Negara-negara Arab Teluk tersebut kini tinggal melakukan sinkronisasi proses demokrasi yang telah dicapai dengan realita politik baru pascaperang AS-Irak nanti, sehingga bisa terlepas dari tali dilematis baik yang dialami Pemerintah AS maupun negara Arab Teluk itu. Investasi demokrasi itu sudah dimiliki negara-negara Arab Teluk selama ini.

Misalnya, sebelum Almarhum Emir Bahrain Sheikh Isa Bin Salman Al Khalifah membentuk Dewan Syura pada tahun 1992, sejumlah cendekiawan Bahrain telah meminta Emir Bahrain itu agar mengembalikan sistem parlemen yang dibubarkan pada tahun 1975 dan undang-undang yang dibekukan pada tahun 1973. Kesedian Emir Bahrain Sheikh Isa membentuk Dewan Syura itu tak lebih merupakan langkah awal bagi pengembalian kehidupan parlemen dan perundang-undangan tersebut.

Kehidupan demokrasi lebih hakiki kemudian baru berembus di Bahrain setelah Sheikh Hamd Bin Isa Bin Salman Al Khalifah memegang kekuasaan pada tahun 1999 menggantikan ayahnya yang wafat pada tahun itu. Konteks yang sama juga terjadi di Qatar, ketika tuntutan demokrasi diajukan oleh kaum cendekiawan negeri itu pada mantan Emir Qatar Sheikh Khalifah Al Thani. Namun, Sheikh Khalifah malah menangkap sebagian cendekiawan yang menuntut demokrasi tersebut, dan sebagian lagi dicekal bepergian keluar negeri.

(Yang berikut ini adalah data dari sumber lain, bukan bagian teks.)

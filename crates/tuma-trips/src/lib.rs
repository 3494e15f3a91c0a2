// SPDX-FileCopyrightText: 2026 Tuma Contributors
// SPDX-License-Identifier: MIT OR Apache-2.0

//! Trip lifecycle, fare quoting, and issue reports.

pub mod fare;
pub mod lifecycle;
pub mod reports;

pub use fare::FareEstimator;
pub use lifecycle::{next_forward, TripLifecycle};
pub use reports::{ReportDesk, CHAT_REPORT_REASON};
// SPDX-FileCopyrightText: 2026 Tuma Contributors
// SPDX-License-Identifier: MIT OR Apache-2.0

//! The chat command grammar.
//!
//! Converts one inbound message string into a typed [`Command`] using an
//! ordered set of fixed patterns. First match wins, matching is
//! case-insensitive, and there are no side effects: the parser is a pure
//! function and safe to call concurrently.
//!
//! Grammar, in matching order:
//!
//! ```text
//! register | help | confirm | cancel | earnings|summary
//! otp <4-6 digits>
//! ride|deliver|delivery from <pickup> to <dropoff>
//! track|status <id>
//! report issue <id> <free text>
//! accept <id> | reject <id>
//! picked up|in transit|delivered <id>
//! rate <id> <1-5> [<comment>]
//! ```

use std::sync::LazyLock;

use regex::Regex;
use tuma_core::TripStatus;

/// A structured interpretation of one inbound chat message.
///
/// Produced fresh per message; never mutated.
#[derive(Debug, Clone, PartialEq, Eq)]
pub enum Command {
    Register,
    Otp { code: String },
    RideRequest { pickup: String, dropoff: String },
    Confirm,
    Cancel,
    TrackTrip { trip_id: String },
    ReportIssue { trip_id: String, message: String },
    AcceptTrip { trip_id: String },
    RejectTrip { trip_id: String },
    UpdateTripStatus { status: TripStatus, trip_id: String },
    RateTrip { trip_id: String, value: u8, comment: Option<String> },
    EarningsSummary,
    Help,
    Unknown,
}

/// Exact keyword commands, checked before any pattern rule.
const KEYWORDS: &[(&str, fn() -> Command)] = &[
    ("register", || Command::Register),
    ("help", || Command::Help),
    ("confirm", || Command::Confirm),
    ("cancel", || Command::Cancel),
    ("earnings", || Command::EarningsSummary),
    ("summary", || Command::EarningsSummary),
];

static OTP_RE: LazyLock<Regex> =
    LazyLock::new(|| Regex::new(r"(?i)^otp\s+(\d{4,6})$").unwrap());

static RIDE_RE: LazyLock<Regex> = LazyLock::new(|| {
    Regex::new(r"(?i)^(?:ride|deliver|delivery)\s+from\s+(.+)\s+to\s+(.+)$").unwrap()
});

static TRACK_RE: LazyLock<Regex> =
    LazyLock::new(|| Regex::new(r"(?i)^(?:track|status)\s+([a-f0-9-]{8,})$").unwrap());

static REPORT_RE: LazyLock<Regex> =
    LazyLock::new(|| Regex::new(r"(?i)^report\s+issue\s+([a-f0-9-]{8,})\s+(.+)$").unwrap());

static ACCEPT_RE: LazyLock<Regex> =
    LazyLock::new(|| Regex::new(r"(?i)^accept\s+([a-f0-9-]{8,})$").unwrap());

static REJECT_RE: LazyLock<Regex> =
    LazyLock::new(|| Regex::new(r"(?i)^reject\s+([a-f0-9-]{8,})$").unwrap());

static STATUS_RE: LazyLock<Regex> = LazyLock::new(|| {
    Regex::new(r"(?i)^(picked up|in transit|delivered)\s+([a-f0-9-]{8,})$").unwrap()
});

static RATE_RE: LazyLock<Regex> = LazyLock::new(|| {
    Regex::new(r"(?i)^rate\s+([a-f0-9-]{8,})\s+(\d)(?:\s+(.+))?$").unwrap()
});

/// Parse one message into a [`Command`].
///
/// Input is trimmed; blank input yields `Unknown`, as does anything the
/// grammar does not cover.
pub fn parse(text: &str) -> Command {
    let text = text.trim();
    if text.is_empty() {
        return Command::Unknown;
    }

    for (keyword, build) in KEYWORDS {
        if text.eq_ignore_ascii_case(keyword) {
            return build();
        }
    }

    if let Some(caps) = OTP_RE.captures(text) {
        return Command::Otp {
            code: caps[1].to_string(),
        };
    }

    if let Some(caps) = RIDE_RE.captures(text) {
        return Command::RideRequest {
            pickup: caps[1].trim().to_string(),
            dropoff: caps[2].trim().to_string(),
        };
    }

    if let Some(caps) = TRACK_RE.captures(text) {
        return Command::TrackTrip {
            trip_id: caps[1].to_lowercase(),
        };
    }

    if let Some(caps) = REPORT_RE.captures(text) {
        return Command::ReportIssue {
            trip_id: caps[1].to_lowercase(),
            message: caps[2].trim().to_string(),
        };
    }

    if let Some(caps) = ACCEPT_RE.captures(text) {
        return Command::AcceptTrip {
            trip_id: caps[1].to_lowercase(),
        };
    }

    if let Some(caps) = REJECT_RE.captures(text) {
        return Command::RejectTrip {
            trip_id: caps[1].to_lowercase(),
        };
    }

    if let Some(caps) = STATUS_RE.captures(text) {
        let status = match caps[1].to_lowercase().as_str() {
            "picked up" => TripStatus::PickedUp,
            "in transit" => TripStatus::InTransit,
            _ => TripStatus::Delivered,
        };
        return Command::UpdateTripStatus {
            status,
            trip_id: caps[2].to_lowercase(),
        };
    }

    if let Some(caps) = RATE_RE.captures(text) {
        // Single digit, parse cannot fail; range is enforced downstream.
        let value: u8 = caps[2].parse().unwrap_or(0);
        return Command::RateTrip {
            trip_id: caps[1].to_lowercase(),
            value,
            comment: caps.get(3).map(|m| m.as_str().trim().to_string()),
        };
    }

    Command::Unknown
}
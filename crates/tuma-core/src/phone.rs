// SPDX-FileCopyrightText: 2026 Tuma Contributors
// SPDX-License-Identifier: MIT OR Apache-2.0

//! Sender identifier normalization.

/// Normalize a phone number to its canonical form: trimmed, with a single
/// leading `+`.
///
/// Idempotent: normalizing twice yields the same string as normalizing once.
pub fn normalize_phone(raw: &str) -> String {
    let trimmed = raw.trim();
    if let Some(rest) = trimmed.strip_prefix('+') {
        format!("+{rest}")
    } else {
        format!("+{trimmed}")
    }
}

/// Mask a recipient identifier down to its last 4 characters for logging.
pub fn mask_phone(phone: &str) -> String {
    let len = phone.chars().count();
    if len <= 4 {
        return "*".repeat(len);
    }
    let visible: String = phone.chars().skip(len - 4).collect();
    format!("{}{}", "*".repeat(len - 4), visible)
}
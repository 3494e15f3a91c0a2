// SPDX-FileCopyrightText: 2026 Tuma Contributors
// SPDX-License-Identifier: MIT OR Apache-2.0

//! Command dispatch for senders with no flow in progress.

use tuma_core::{mask_phone, TumaError, UserRole};
use tuma_parser::Command;
use tuma_session::{ConversationState, Stage};

use crate::replies;
use crate::Engine;

impl Engine {
    pub(crate) async fn on_command(
        &self,
        phone: &str,
        state: &mut ConversationState,
        command: Command,
    ) -> Result<String, TumaError> {
        match command {
            Command::Register => self.on_register(phone, state).await,
            Command::Help => Ok(replies::help_text().to_string()),
            Command::Otp { .. } => Ok(replies::NO_PENDING_OTP.to_string()),
            Command::Confirm => Ok(replies::NOTHING_TO_CONFIRM.to_string()),
            Command::Cancel => Ok(replies::NOTHING_TO_CANCEL.to_string()),
            Command::RideRequest { pickup, dropoff } => {
                self.on_ride_request(phone, state, pickup, dropoff).await
            }
            Command::TrackTrip { trip_id } => {
                let user = self.require_user(phone).await?;
                let trip = self.trips.get_for_participant(&trip_id, &user).await?;
                Ok(replies::trip_status(&trip))
            }
            Command::AcceptTrip { trip_id } => {
                let user = self.require_user(phone).await?;
                let trip = self.trips.accept(&trip_id, &user).await?;
                Ok(replies::trip_accepted(&trip))
            }
            Command::RejectTrip { trip_id } => Ok(format!(
                "Noted, we'll offer trip {trip_id} to another rider."
            )),
            Command::UpdateTripStatus { status, trip_id } => {
                let user = self.require_user(phone).await?;
                let trip = self.trips.advance(&trip_id, &user, status).await?;
                Ok(replies::trip_advanced(&trip))
            }
            Command::RateTrip {
                trip_id,
                value,
                comment,
            } => {
                let user = self.require_user(phone).await?;
                self.ratings
                    .rate(&trip_id, &user, value, comment.as_deref())
                    .await?;
                Ok("Thanks for the feedback!".to_string())
            }
            Command::ReportIssue { trip_id, message } => {
                self.on_report(phone, trip_id, message).await
            }
            Command::EarningsSummary => {
                let user = self.require_user(phone).await?;
                let profile = self.accounts.earnings_summary(&user).await?;
                Ok(replies::earnings(&profile))
            }
            Command::Unknown => Ok(replies::DIDNT_UNDERSTAND.to_string()),
        }
    }

    async fn on_register(
        &self,
        phone: &str,
        state: &mut ConversationState,
    ) -> Result<String, TumaError> {
        if self.registration.find_by_phone(phone).await?.is_some() {
            state.reset();
            return Ok(replies::ALREADY_REGISTERED.to_string());
        }
        state.reset();
        state.stage = Stage::AwaitingEmail;
        Ok(replies::ASK_EMAIL.to_string())
    }

    async fn on_ride_request(
        &self,
        phone: &str,
        state: &mut ConversationState,
        pickup: String,
        dropoff: String,
    ) -> Result<String, TumaError> {
        let user = self.require_user(phone).await?;
        if user.role != UserRole::Customer {
            return Err(TumaError::validation("only customers can request trips"));
        }

        let distance_km = self.fares.estimate_distance_km(&pickup, &dropoff);
        let fare = self.fares.estimate_fare(distance_km);

        state.pending_pickup = Some(pickup.clone());
        state.pending_dropoff = Some(dropoff.clone());
        state.pending_distance_km = Some(distance_km);
        state.pending_fare = Some(fare);
        state.stage = Stage::AwaitingRideConfirmation;

        Ok(replies::quote(&pickup, &dropoff, distance_km, fare))
    }

    async fn on_report(
        &self,
        phone: &str,
        trip_id: String,
        message: String,
    ) -> Result<String, TumaError> {
        let user = self.require_user(phone).await?;
        let report = self.reports.file(&trip_id, &user, &message).await?;

        if let Some(admin) = &self.admin_phone {
            self.sender
                .send_text(
                    admin,
                    &format!(
                        "New issue report {} on trip {} from {}: {}",
                        report.id,
                        report.trip_id,
                        mask_phone(phone),
                        report.description
                    ),
                )
                .await;
        }
        Ok(replies::report_filed(&report.trip_id))
    }
}
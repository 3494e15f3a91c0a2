// SPDX-FileCopyrightText: 2026 Tuma Contributors
// SPDX-License-Identifier: MIT OR Apache-2.0

//! Tuma - a WhatsApp delivery-dispatch bot.
//!
//! This is the binary entry point for the Tuma server.

#[cfg(not(target_env = "msvc"))]
use tikv_jemallocator::Jemalloc;

#[cfg(not(target_env = "msvc"))]
#[global_allocator]
static GLOBAL: Jemalloc = Jemalloc;

mod serve;

use clap::{Parser, Subcommand};

/// Tuma - a WhatsApp delivery-dispatch bot.
#[derive(Parser, Debug)]
#[command(name = "tuma", version, about, long_about = None)]
struct Cli {
    #[command(subcommand)]
    command: Option<Commands>,
}

/// Available subcommands.
#[derive(Subcommand, Debug)]
enum Commands {
    /// Start the webhook server.
    Serve,
    /// Print the effective configuration.
    Config,
}

#[tokio::main]
async fn main() {
    let cli = Cli::parse();

    let config = match tuma_config::load_and_validate() {
        Ok(config) => config,
        Err(errors) => {
            tuma_config::render_errors(&errors);
            std::process::exit(1);
        }
    };

    match cli.command {
        Some(Commands::Serve) => {
            init_tracing(&config.engine.log_level);
            if let Err(e) = serve::run(config).await {
                tracing::error!(error = %e, "server exited with error");
                std::process::exit(1);
            }
        }
        Some(Commands::Config) => match toml::to_string_pretty(&config) {
            Ok(rendered) => println!("{rendered}"),
            Err(e) => {
                eprintln!("tuma: failed to render config: {e}");
                std::process::exit(1);
            }
        },
        None => {
            println!("tuma: use --help for available commands");
        }
    }
}

fn init_tracing(log_level: &str) {
    use tracing_subscriber::EnvFilter;

    let filter = EnvFilter::try_from_default_env()
        .unwrap_or_else(|_| EnvFilter::new(log_level.to_string()));
    tracing_subscriber::fmt().with_env_filter(filter).init();
}

#[cfg(test)]
mod tests {
    #[test]
    #[cfg(not(target_env = "msvc"))]
    fn jemalloc_is_active() {
        // Verify jemalloc is the global allocator by advancing the epoch.
        // Only jemalloc supports this -- the system allocator would fail.
        use tikv_jemalloc_ctl::{epoch, stats};
        epoch::advance().unwrap();
        let allocated = stats::allocated::read().unwrap();
        assert!(allocated > 0, "jemalloc should report non-zero allocation");
    }

    #[test]
    fn binary_loads_config_defaults() {
        let config =
            tuma_config::load_and_validate().expect("default config should be valid");
        assert_eq!(config.engine.name, "tuma");
    }
}
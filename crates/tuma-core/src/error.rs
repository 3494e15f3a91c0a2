// SPDX-FileCopyrightText: 2026 Tuma Contributors
// SPDX-License-Identifier: MIT OR Apache-2.0

//! Error types for the Tuma dispatch bot.

use thiserror::Error;

/// The primary error type used across all Tuma crates.
#[derive(Debug, Error)]
pub enum TumaError {
    /// Configuration errors (invalid TOML, missing required fields, type mismatches).
    #[error("configuration error: {0}")]
    Config(String),

    /// Storage backend errors (database connection, query failure).
    #[error("storage error: {source}")]
    Storage {
        source: Box<dyn std::error::Error + Send + Sync>,
    },

    /// Outbound channel errors (transport failure, message format).
    #[error("channel error: {message}")]
    Channel {
        message: String,
        source: Option<Box<dyn std::error::Error + Send + Sync>>,
    },

    /// A domain precondition failed (role mismatch, invalid transition,
    /// duplicate rating, expired or used credential).
    #[error("{0}")]
    Validation(String),

    /// A referenced record does not exist or the caller may not see it.
    #[error("{0} not found")]
    NotFound(String),

    /// Internal or unexpected errors.
    #[error("internal error: {0}")]
    Internal(String),
}

impl TumaError {
    /// Shorthand for a validation failure.
    pub fn validation(message: impl Into<String>) -> Self {
        TumaError::Validation(message.into())
    }

    /// Shorthand for a not-found failure naming the missing entity.
    pub fn not_found(entity: impl Into<String>) -> Self {
        TumaError::NotFound(entity.into())
    }
}
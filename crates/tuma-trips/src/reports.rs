// SPDX-FileCopyrightText: 2026 Tuma Contributors
// SPDX-License-Identifier: MIT OR Apache-2.0

//! Issue reports filed against trips over chat.

use std::sync::Arc;

use tuma_core::types::now_rfc3339;
use tuma_core::{Report, TumaError, User, UserRole};
use tuma_storage::queries::{reports, trips};
use tuma_storage::Database;

/// Reason recorded for reports filed through the chat channel.
pub const CHAT_REPORT_REASON: &str = "WHATSAPP_REPORT";

/// Files issue reports, visible to trip participants only.
pub struct ReportDesk {
    db: Arc<Database>,
}

impl ReportDesk {
    pub fn new(db: Arc<Database>) -> Self {
        Self { db }
    }

    /// File an issue report against a trip. The reporter must be the
    /// trip's customer, its assigned rider, or an admin.
    pub async fn file(
        &self,
        trip_id: &str,
        reporter: &User,
        description: &str,
    ) -> Result<Report, TumaError> {
        let description = description.trim();
        if description.is_empty() {
            return Err(TumaError::validation("a report needs a description"));
        }

        let trip = trips::get_trip(&self.db, trip_id)
            .await?
            .ok_or_else(|| TumaError::not_found("trip"))?;

        let participant = trip.customer_id == reporter.id
            || trip.rider_id.as_deref() == Some(reporter.id.as_str())
            || reporter.role == UserRole::Admin;
        if !participant {
            return Err(TumaError::not_found("trip"));
        }

        let report = Report {
            id: uuid::Uuid::new_v4().to_string(),
            trip_id: trip.id.clone(),
            reporter_id: reporter.id.clone(),
            reason: CHAT_REPORT_REASON.to_string(),
            description: description.to_string(),
            status: "OPEN".to_string(),
            created_at: now_rfc3339(),
        };
        reports::create_report(&self.db, &report).await?;

        tracing::info!(trip_id = %trip.id, report_id = %report.id, "issue report filed");
        Ok(report)
    }
}

#[cfg(test)]
mod tests {
    use super::*;
    use tempfile::tempdir;
    use tuma_core::types::{Trip, TripStatus};
    use tuma_storage::queries::users;

    async fn setup() -> (Arc<Database>, ReportDesk, tempfile::TempDir) {
        let dir = tempdir().unwrap();
        let db_path = dir.path().join("test.db");
        let db = Arc::new(Database::open(db_path.to_str().unwrap()).await.unwrap());

        for (id, phone, role) in [
            ("cust-1", "+254700000060", UserRole::Customer),
            ("cust-2", "+254700000061", UserRole::Customer),
        ] {
            let user = User {
                id: id.to_string(),
                full_name: id.to_string(),
                email: format!("{id}@example.com"),
                phone: phone.to_string(),
                role,
                otp: None,
                otp_expires_at: None,
                verified: true,
                rating: 0.0,
                rating_count: 0,
                created_at: now_rfc3339(),
            };
            users::create_user(&db, &user).await.unwrap();
        }

        let trip = Trip {
            id: "t1".to_string(),
            customer_id: "cust-1".to_string(),
            rider_id: None,
            pickup: "A".to_string(),
            dropoff: "B".to_string(),
            distance_km: 3.0,
            fare: 345.0,
            status: TripStatus::Requested,
            accepted_at: None,
            completed_at: None,
            cancelled_at: None,
            created_at: now_rfc3339(),
        };
        trips::create_trip(&db, &trip).await.unwrap();

        let desk = ReportDesk::new(db.clone());
        (db, desk, dir)
    }

    async fn user(db: &Database, id: &str) -> User {
        users::get_user(db, id).await.unwrap().unwrap()
    }

    #[tokio::test]
    async fn participant_files_open_report() {
        let (db, desk, _dir) = setup().await;
        let customer = user(&db, "cust-1").await;

        let report = desk.file("t1", &customer, "  rider never showed  ").await.unwrap();
        assert_eq!(report.reason, CHAT_REPORT_REASON);
        assert_eq!(report.status, "OPEN");
        assert_eq!(report.description, "rider never showed");

        let listed = reports::list_reports_for_trip(&db, "t1").await.unwrap();
        assert_eq!(listed.len(), 1);
    }

    #[tokio::test]
    async fn non_participant_cannot_file() {
        let (db, desk, _dir) = setup().await;
        let stranger = user(&db, "cust-2").await;

        let err = desk.file("t1", &stranger, "nope").await.unwrap_err();
        assert!(matches!(err, TumaError::NotFound(_)));
    }

    #[tokio::test]
    async fn empty_description_is_rejected() {
        let (db, desk, _dir) = setup().await;
        let customer = user(&db, "cust-1").await;

        let err = desk.file("t1", &customer, "   ").await.unwrap_err();
        assert!(matches!(err, TumaError::Validation(_)));
    }
}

Angin demokrasi mulai berembus di Qatar setelah Putra Mahkota Emir Hamd Bin Khalifah Al Thani memegang kekuasaan dengan menggantikan ayahnya pada tahun 1995 melalui aksi kudeta putih. Emir Qatar yang baru, Sheikh Hamd Bin Khalifah membuat undang-undang baru pada bulan Juli tahun 2002 sebagai pengganti dari undang-undang lama yang dikeluarkan pada tahun 1970, yakni sebelum Qatar meraih kemerdekaan dari Inggris.

Undang-undang Qatar itu kemudian diamandemen pada tahun 1972, yakni setahun setelah merdeka pada tahun 1971. Pada awal tahun 1990-an, Arab Saudi juga mulai membuka kran demokrasi ketika Raja Fahd Bin Abdul Aziz membentuk dewan syura.

Dengan kata lain, negara-negara Arab Teluk kini memasuki era baru yang ditandai oleh semakin kuatnya tuntutan akan terjadinya proses reformasi politik yang lebih hakiki terutama pascaperang Irak-AS nanti.